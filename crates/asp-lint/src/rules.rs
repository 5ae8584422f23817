//! One function per warning code. Each rule reads the `LintContext` and
//! returns the warnings it finds; it never touches another rule's
//! state, so the engine can run them in any order.

use std::collections::BTreeMap;

use asp_materialize::{build_plugin_manifest, read_hooks, COMPONENT_DIRS};
use asp_types::{Severity, Warning};

use crate::context::LintContext;

/// Harness ids whose launch contract has no way to block on a hook.
const NO_HOOK_SUPPORT_HARNESSES: &[&str] = &["pi"];

/// Command/agent base names reserved by the harnesses themselves; a
/// space exposing one unnamespaced would shadow a built-in.
const RESERVED_NAMES: &[&str] = &["help", "exit", "clear", "config", "version", "login", "logout"];

pub fn w101_lock_absent(ctx: &LintContext) -> Vec<Warning> {
    if ctx.lock_present {
        return Vec::new();
    }
    vec![Warning::new("W101", Severity::Info, "no lock file found for this project; lint is reporting against an unpinned resolution")]
}

pub fn w201_command_name_collisions(ctx: &LintContext) -> Vec<Warning> {
    let mut base_name_owners: BTreeMap<String, Vec<usize>> = BTreeMap::new();
    for (i, space) in ctx.spaces.iter().enumerate() {
        let commands_dir = space.plugin_path.join("commands");
        let Ok(entries) = std::fs::read_dir(&commands_dir) else { continue };
        for entry in entries.flatten() {
            let path = entry.path();
            if path.extension().and_then(|e| e.to_str()) != Some("md") {
                continue;
            }
            let Some(base) = path.file_stem().and_then(|s| s.to_str()) else { continue };
            base_name_owners.entry(base.to_string()).or_default().push(i);
        }
    }

    base_name_owners
        .into_iter()
        .filter(|(_, owners)| owners.len() > 1)
        .map(|(base, owners)| {
            let plugin_names: Vec<String> = owners
                .iter()
                .map(|&i| build_plugin_manifest(&ctx.spaces[i].manifest).name)
                .collect();
            let suggestions = plugin_names.iter().map(|name| format!("/{name}:{base}")).collect::<Vec<_>>().join(", ");
            let mut warning = Warning::new(
                "W201",
                Severity::Warning,
                format!("commands/{base}.md is provided by more than one space; consider invoking it as one of: {suggestions}"),
            )
            .with_path(format!("commands/{base}.md"));
            if let Some(&first) = owners.first() {
                warning = warning.with_space_key(ctx.spaces[first].key.clone());
            }
            warning
        })
        .collect()
}

pub fn w202_reserved_name(ctx: &LintContext) -> Vec<Warning> {
    let mut warnings = Vec::new();
    for space in &ctx.spaces {
        for component in ["commands", "agents"] {
            let dir = space.plugin_path.join(component);
            let Ok(entries) = std::fs::read_dir(&dir) else { continue };
            for entry in entries.flatten() {
                let path = entry.path();
                let Some(base) = path.file_stem().and_then(|s| s.to_str()) else { continue };
                if RESERVED_NAMES.contains(&base) {
                    warnings.push(
                        Warning::new("W202", Severity::Warning, format!("{component}/{base} uses a reserved non-namespaced name"))
                            .with_space_key(space.key.clone())
                            .with_path(format!("{component}/{base}")),
                    );
                }
            }
        }
    }
    warnings
}

pub fn w203_hook_path_traversal(ctx: &LintContext) -> Vec<Warning> {
    let mut warnings = Vec::new();
    for space in &ctx.spaces {
        let hooks_dir = space.plugin_path.join("hooks");
        let Ok(hooks) = read_hooks(&hooks_dir) else { continue };
        for entries in hooks.values() {
            for entry in entries {
                let suspicious = entry.command.split('/').any(|seg| seg == "..") || entry.args.iter().any(|a| a.split('/').any(|seg| seg == ".."));
                if suspicious {
                    warnings.push(
                        Warning::new("W203", Severity::Warning, format!("hook command {:?} escapes the space root", entry.command))
                            .with_space_key(space.key.clone())
                            .with_path("hooks"),
                    );
                }
            }
        }
    }
    warnings
}

pub fn w204_malformed_or_missing_hooks_config(ctx: &LintContext) -> Vec<Warning> {
    let mut warnings = Vec::new();
    for space in &ctx.spaces {
        let hooks_dir = space.plugin_path.join("hooks");
        if !hooks_dir.is_dir() {
            continue;
        }
        let toml_present = hooks_dir.join("hooks.toml").is_file();
        let json_present = hooks_dir.join("hooks.json").is_file();
        if !toml_present && !json_present {
            warnings.push(
                Warning::new("W204", Severity::Warning, "hooks/ is present but neither hooks.toml nor hooks.json exists")
                    .with_space_key(space.key.clone())
                    .with_path("hooks"),
            );
            continue;
        }
        if read_hooks(&hooks_dir).is_err() {
            warnings.push(
                Warning::new("W204", Severity::Warning, "hooks/ is present but its hook configuration failed to parse")
                    .with_space_key(space.key.clone())
                    .with_path("hooks"),
            );
        }
    }
    warnings
}

pub fn w205_duplicate_plugin_name(ctx: &LintContext) -> Vec<Warning> {
    let mut owners: BTreeMap<String, Vec<usize>> = BTreeMap::new();
    for (i, space) in ctx.spaces.iter().enumerate() {
        let name = build_plugin_manifest(&space.manifest).name;
        owners.entry(name).or_default().push(i);
    }
    owners
        .into_iter()
        .filter(|(_, owners)| owners.len() > 1)
        .map(|(name, owners)| {
            let mut warning = Warning::new("W205", Severity::Warning, format!("plugin name {name:?} is used by more than one space"));
            if let Some(&first) = owners.first() {
                warning = warning.with_space_key(ctx.spaces[first].key.clone());
            }
            warning
        })
        .collect()
}

#[cfg(unix)]
pub fn w206_hook_script_not_executable(ctx: &LintContext) -> Vec<Warning> {
    use std::os::unix::fs::PermissionsExt;
    let mut warnings = Vec::new();
    for space in &ctx.spaces {
        let hooks_dir = space.plugin_path.join("hooks");
        let Ok(hooks) = read_hooks(&hooks_dir) else { continue };
        for entries in hooks.values() {
            for entry in entries {
                if entry.command.starts_with('/') || !entry.command.contains('/') {
                    continue;
                }
                let script_path = space.plugin_path.join(&entry.command);
                let Ok(meta) = std::fs::metadata(&script_path) else { continue };
                if meta.permissions().mode() & 0o111 == 0 {
                    warnings.push(
                        Warning::new("W206", Severity::Warning, format!("hook script {} lacks the user-execute bit", entry.command))
                            .with_space_key(space.key.clone())
                            .with_path(entry.command.clone()),
                    );
                }
            }
        }
    }
    warnings
}

#[cfg(not(unix))]
pub fn w206_hook_script_not_executable(_ctx: &LintContext) -> Vec<Warning> {
    Vec::new()
}

pub fn w207_component_dir_inside_plugin_dir(ctx: &LintContext) -> Vec<Warning> {
    let mut warnings = Vec::new();
    for space in &ctx.spaces {
        let nested_root = space.plugin_path.join(".claude-plugin");
        for component in COMPONENT_DIRS {
            if nested_root.join(component).is_dir() {
                warnings.push(
                    Warning::new("W207", Severity::Warning, format!(".claude-plugin/{component} is nested inside the plugin manifest directory"))
                        .with_space_key(space.key.clone())
                        .with_path(format!(".claude-plugin/{component}")),
                );
            }
        }
    }
    warnings
}

pub fn w301_harness_cannot_block_hooks(ctx: &LintContext) -> Vec<Warning> {
    let Some(harness_id) = &ctx.harness_id else { return Vec::new() };
    if !NO_HOOK_SUPPORT_HARNESSES.contains(&harness_id.as_str()) {
        return Vec::new();
    }
    let mut warnings = Vec::new();
    for space in &ctx.spaces {
        let hooks_dir = space.plugin_path.join("hooks");
        if let Ok(hooks) = read_hooks(&hooks_dir) {
            if !hooks.is_empty() {
                warnings.push(
                    Warning::new("W301", Severity::Warning, format!("harness {harness_id} cannot honor blocking hook semantics declared by this space"))
                        .with_space_key(space.key.clone())
                        .with_path("hooks"),
                );
            }
        }
    }
    warnings
}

* * * *

# [Exercise description]
Which of the lines above include the word "usize"? List those lines.

# [Completed task]
    let mut base_name_owners: BTreeMap<String, Vec<usize>> = BTreeMap::new();
    let mut owners: BTreeMap<String, Vec<usize>> = BTreeMap::new();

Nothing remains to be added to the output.